Work required
Locate and copy each line in the data that contains the word "until".

Data
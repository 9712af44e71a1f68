//! Glass GATT protocol constants

/// Primary glass service
pub const GLASS_SERVICE_UUID: &str = "19b10000-e8f2-537e-4f6c-d104768a1214";

/// Audio data notifications
pub const AUDIO_DATA_UUID: &str = "19b10001-e8f2-537e-4f6c-d104768a1214";

/// Audio capture control (write 0x01 to start, 0x00 to stop)
pub const AUDIO_CONTROL_UUID: &str = "19b10002-e8f2-537e-4f6c-d104768a1214";

/// Photo data notifications
pub const PHOTO_DATA_UUID: &str = "19b10005-e8f2-537e-4f6c-d104768a1214";

/// Photo capture control (write the capture interval in seconds)
pub const PHOTO_CONTROL_UUID: &str = "19b10006-e8f2-537e-4f6c-d104768a1214";

/// Standard Device Information service
pub const DEVICE_INFO_SERVICE_UUID: &str = "0000180a-0000-1000-8000-00805f9b34fb";

/// Firmware Revision String characteristic
pub const FIRMWARE_REVISION_UUID: &str = "00002a26-0000-1000-8000-00805f9b34fb";

/// Header byte pair marking the end of a frame
pub const END_MARKER: [u8; 2] = [0xFF, 0xFF];

/// Size of the little-endian sequence header on every notification
pub const CHUNK_HEADER_SIZE: usize = 2;

/// First firmware revision whose photo frames carry an orientation byte
pub const ORIENTATION_FIRMWARE: &str = "2.1.1";

/// Codec id assumed until an audio frame announces one (PCM, 8 kHz)
pub const DEFAULT_AUDIO_CODEC: u8 = 1;

/// Sample rate advertised in audio webhook payloads
pub const AUDIO_SAMPLE_RATE: u32 = 16_000;

/// Default photo capture interval written to the photo control characteristic
pub const DEFAULT_CAPTURE_INTERVAL_SECS: u8 = 5;

/// Audio control values
pub const AUDIO_START: u8 = 0x01;
pub const AUDIO_STOP: u8 = 0x00;
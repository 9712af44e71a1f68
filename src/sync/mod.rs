//! Task scheduling primitives

pub mod invalidate;

pub use invalidate::InvalidateSync;
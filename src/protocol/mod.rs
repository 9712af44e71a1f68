//! Glass wire protocol
//!
//! This module provides:
//! - Notification chunk decoding
//! - GATT characteristic identifiers
//! - Firmware-gated protocol variants and photo rotation

pub mod characteristic;
pub mod chunk;
pub mod constants;
pub mod variant;

pub use characteristic::Characteristic;
pub use chunk::Chunk;
pub use variant::{FirmwareVersion, ProtocolVariant, Rotation};
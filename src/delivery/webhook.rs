//! Webhook delivery
//!
//! Completed photos and audio clips can be POSTed as JSON to user supplied
//! endpoints. Delivery is best-effort: a failed POST is logged and the
//! artifact is dropped. There is no retry and no queue.

use std::time::Duration;

use base64::{engine::general_purpose::STANDARD as BASE64, Engine as _};
use reqwest::Client;
use serde::Serialize;

use crate::error::{Result, WebhookError};
use crate::media::{AudioClip, PhotoFrame};
use crate::protocol::constants::AUDIO_SAMPLE_RATE;

/// Webhook client configuration
#[derive(Debug, Clone)]
pub struct WebhookConfig {
    /// Request timeout
    pub timeout: Duration,

    /// User-Agent header
    pub user_agent: String,
}

impl Default for WebhookConfig {
    fn default() -> Self {
        Self {
            timeout: Duration::from_secs(10),
            user_agent: concat!("glass-rs/", env!("CARGO_PKG_VERSION")).to_string(),
        }
    }
}

impl WebhookConfig {
    /// Set request timeout
    pub fn timeout(mut self, timeout: Duration) -> Self {
        self.timeout = timeout;
        self
    }

    /// Set the User-Agent header
    pub fn user_agent(mut self, user_agent: impl Into<String>) -> Self {
        self.user_agent = user_agent.into();
        self
    }
}

/// Photo webhook body
#[derive(Debug, Clone, Serialize)]
pub struct PhotoPayload {
    /// Always `glass_photo`
    #[serde(rename = "type")]
    pub kind: String,
    pub device_id: String,
    /// Milliseconds since the Unix epoch
    pub timestamp: u64,
    pub format: String,
    /// Clockwise rotation in degrees
    pub rotation: u16,
    /// Base64 image bytes
    pub data: String,
}

impl PhotoPayload {
    pub const KIND: &'static str = "glass_photo";

    pub fn new(device_id: &str, photo: &PhotoFrame) -> Self {
        Self {
            kind: Self::KIND.to_string(),
            device_id: device_id.to_string(),
            timestamp: photo.timestamp,
            format: "jpeg".to_string(),
            rotation: photo.rotation.degrees(),
            data: BASE64.encode(&photo.data),
        }
    }
}

/// Audio webhook body
#[derive(Debug, Clone, Serialize)]
pub struct AudioPayload {
    /// Always `glass_audio_bytes`
    #[serde(rename = "type")]
    pub kind: String,
    pub device_id: String,
    /// Milliseconds since the Unix epoch
    pub timestamp: u64,
    pub codec: u8,
    pub sample_rate: u32,
    /// Base64 audio bytes
    pub data: String,
}

impl AudioPayload {
    pub const KIND: &'static str = "glass_audio_bytes";

    pub fn new(device_id: &str, clip: &AudioClip) -> Self {
        Self {
            kind: Self::KIND.to_string(),
            device_id: device_id.to_string(),
            timestamp: clip.timestamp,
            codec: clip.codec.id(),
            sample_rate: AUDIO_SAMPLE_RATE,
            data: BASE64.encode(&clip.data),
        }
    }
}

/// HTTP client for webhook POSTs
#[derive(Debug, Clone)]
pub struct WebhookSender {
    client: Client,
    config: WebhookConfig,
}

impl WebhookSender {
    /// Create a sender with default configuration
    pub fn new() -> Result<Self> {
        Self::with_config(WebhookConfig::default())
    }

    /// Create a sender with custom configuration
    pub fn with_config(config: WebhookConfig) -> Result<Self> {
        let client = Client::builder()
            .timeout(config.timeout)
            .user_agent(config.user_agent.clone())
            .build()?;

        Ok(Self { client, config })
    }

    /// Get the configuration
    pub fn config(&self) -> &WebhookConfig {
        &self.config
    }

    /// POST a photo
    pub async fn send_photo(&self, url: &str, device_id: &str, photo: &PhotoFrame) -> Result<()> {
        let payload = PhotoPayload::new(device_id, photo);
        self.post(url, &payload, PhotoPayload::KIND, photo.size()).await
    }

    /// POST an audio clip
    pub async fn send_audio(&self, url: &str, device_id: &str, clip: &AudioClip) -> Result<()> {
        let payload = AudioPayload::new(device_id, clip);
        self.post(url, &payload, AudioPayload::KIND, clip.size()).await
    }

    async fn post<T: Serialize>(
        &self,
        url: &str,
        payload: &T,
        kind: &str,
        size: usize,
    ) -> Result<()> {
        let url = url.trim();
        if url.is_empty() {
            return Err(WebhookError::EmptyUrl.into());
        }

        let result = self.client.post(url).json(payload).send().await;

        let response = match result {
            Ok(response) => response,
            Err(e) => {
                tracing::warn!(url = %url, kind = kind, error = %e, "Webhook request failed");
                return Err(e.into());
            }
        };

        let status = response.status();
        if !status.is_success() {
            tracing::warn!(
                url = %url,
                kind = kind,
                status = status.as_u16(),
                "Webhook rejected delivery"
            );
            return Err(WebhookError::Status(status.as_u16()).into());
        }

        tracing::debug!(url = %url, kind = kind, bytes = size, "Webhook delivered");
        Ok(())
    }
}
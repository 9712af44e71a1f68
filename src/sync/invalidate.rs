//! Run-coalescing scheduler
//!
//! `InvalidateSync` decouples "new data arrived" from "process the data".
//! Callers signal with [`InvalidateSync::invalidate`]; the scheduler runs the
//! wrapped task on the Tokio runtime so that:
//!
//! - at most one run is active at any time
//! - every invalidation is followed by a run that starts after it
//! - any number of invalidations during a run collapse into one more run
//!
//! ```text
//! invalidate ──► dirty=true ──► running? ──no──► spawn drive loop
//!                                  │
//!                                 yes (picked up when the run finishes)
//!
//! drive loop: while dirty { dirty=false; run().await }  running=false
//! ```

use std::future::Future;
use std::pin::Pin;
use std::sync::atomic::{AtomicU64, Ordering};
use std::sync::{Arc, Mutex};

use tokio::sync::watch;

type BoxTask = Box<dyn Fn() -> Pin<Box<dyn Future<Output = ()> + Send>> + Send + Sync>;

#[derive(Debug, Default)]
struct SyncState {
    running: bool,
    dirty: bool,
    stopped: bool,
}

struct Inner {
    task: BoxTask,
    state: Mutex<SyncState>,
    /// Mirrors `running || dirty` for waiters
    busy: watch::Sender<bool>,
    runs: AtomicU64,
}

/// Single-flight, coalescing task runner
///
/// Cloning is cheap; clones share the same task and state.
#[derive(Clone)]
pub struct InvalidateSync {
    inner: Arc<Inner>,
}

impl InvalidateSync {
    /// Wrap an async task
    pub fn new<F, Fut>(task: F) -> Self
    where
        F: Fn() -> Fut + Send + Sync + 'static,
        Fut: Future<Output = ()> + Send + 'static,
    {
        let (busy, _) = watch::channel(false);
        Self {
            inner: Arc::new(Inner {
                task: Box::new(move || Box::pin(task())),
                state: Mutex::new(SyncState::default()),
                busy,
                runs: AtomicU64::new(0),
            }),
        }
    }

    /// Request a run
    ///
    /// Returns immediately. Must be called from within a Tokio runtime.
    pub fn invalidate(&self) {
        let spawn = {
            let mut state = self.lock();
            if state.stopped {
                return;
            }
            state.dirty = true;
            // Set under the lock; the drive loop clears it under the same lock
            self.inner.busy.send_replace(true);
            if state.running {
                false
            } else {
                state.running = true;
                true
            }
        };

        if spawn {
            let inner = Arc::clone(&self.inner);
            tokio::spawn(drive(inner));
        }
    }

    /// Request a run and wait until the scheduler goes idle
    pub async fn invalidate_and_wait(&self) {
        self.invalidate();
        self.wait_idle().await;
    }

    /// Wait until no run is active or pending
    pub async fn wait_idle(&self) {
        let mut rx = self.inner.busy.subscribe();
        // The sender lives in `inner`, so the channel cannot close here
        let _ = rx.wait_for(|busy| !*busy).await;
    }

    /// Stop scheduling runs
    ///
    /// A run already in progress completes; pending and future invalidations
    /// are ignored.
    pub fn stop(&self) {
        let mut state = self.lock();
        state.stopped = true;
        state.dirty = false;
        if !state.running {
            self.inner.busy.send_replace(false);
        }
    }

    /// Check if a run is currently active
    pub fn is_running(&self) -> bool {
        self.lock().running
    }

    /// Number of completed runs
    pub fn runs(&self) -> u64 {
        self.inner.runs.load(Ordering::Relaxed)
    }

    fn lock(&self) -> std::sync::MutexGuard<'_, SyncState> {
        lock_state(&self.inner)
    }
}

impl std::fmt::Debug for InvalidateSync {
    fn fmt(&self, f: &mut std::fmt::Formatter<'_>) -> std::fmt::Result {
        f.debug_struct("InvalidateSync")
            .field("state", &*self.lock())
            .field("runs", &self.runs())
            .finish()
    }
}

fn lock_state(inner: &Inner) -> std::sync::MutexGuard<'_, SyncState> {
    // State is plain flags; a poisoned lock still holds usable values
    inner.state.lock().unwrap_or_else(|e| e.into_inner())
}

async fn drive(inner: Arc<Inner>) {
    loop {
        {
            let mut state = lock_state(&inner);
            if !state.dirty || state.stopped {
                state.running = false;
                state.dirty = false;
                inner.busy.send_replace(false);
                return;
            }
            state.dirty = false;
        }

        // Run in a child task so a panicking run cannot wedge the scheduler
        let run = (inner.task)();
        if let Err(e) = tokio::spawn(run).await {
            tracing::error!(error = %e, "Invalidate-sync run failed");
        }

        let runs = inner.runs.fetch_add(1, Ordering::Relaxed) + 1;
        tracing::trace!(runs = runs, "Invalidate-sync run complete");
    }
}
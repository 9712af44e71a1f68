//! GATT characteristics used by the glass

use std::fmt;

use super::constants::*;

/// Characteristics the session reads, writes or subscribes to
#[derive(Debug, Clone, Copy, PartialEq, Eq, Hash)]
pub enum Characteristic {
    /// Photo chunk notifications
    PhotoData,
    /// Photo capture interval
    PhotoControl,
    /// Audio chunk notifications
    AudioData,
    /// Audio capture on/off
    AudioControl,
    /// Device information firmware revision string
    FirmwareRevision,
}

impl Characteristic {
    /// Characteristic UUID
    pub fn uuid(&self) -> &'static str {
        match self {
            Characteristic::PhotoData => PHOTO_DATA_UUID,
            Characteristic::PhotoControl => PHOTO_CONTROL_UUID,
            Characteristic::AudioData => AUDIO_DATA_UUID,
            Characteristic::AudioControl => AUDIO_CONTROL_UUID,
            Characteristic::FirmwareRevision => FIRMWARE_REVISION_UUID,
        }
    }

    /// UUID of the service owning this characteristic
    pub fn service_uuid(&self) -> &'static str {
        match self {
            Characteristic::FirmwareRevision => DEVICE_INFO_SERVICE_UUID,
            _ => GLASS_SERVICE_UUID,
        }
    }

    pub fn name(&self) -> &'static str {
        match self {
            Characteristic::PhotoData => "photo data",
            Characteristic::PhotoControl => "photo control",
            Characteristic::AudioData => "audio data",
            Characteristic::AudioControl => "audio control",
            Characteristic::FirmwareRevision => "firmware revision",
        }
    }
}

impl fmt::Display for Characteristic {
    fn fmt(&self, f: &mut fmt::Formatter<'_>) -> fmt::Result {
        f.write_str(self.name())
    }
}

#[cfg(test)]
mod tests {
    use super::*;

    #[test]
    fn test_service_mapping() {
        assert_eq!(Characteristic::PhotoData.service_uuid(), GLASS_SERVICE_UUID);
        assert_eq!(
            Characteristic::AudioControl.service_uuid(),
            GLASS_SERVICE_UUID
        );
        assert_eq!(
            Characteristic::FirmwareRevision.service_uuid(),
            DEVICE_INFO_SERVICE_UUID
        );
        assert_eq!(
            Characteristic::PhotoControl.uuid(),
            "19b10006-e8f2-537e-4f6c-d104768a1214"
        );
    }
}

Exercise result
/// Codec id assumed until an audio frame announces one (PCM, 8 kHz)
    /// Request a run and wait until the scheduler goes idle
    /// Wait until no run is active or pending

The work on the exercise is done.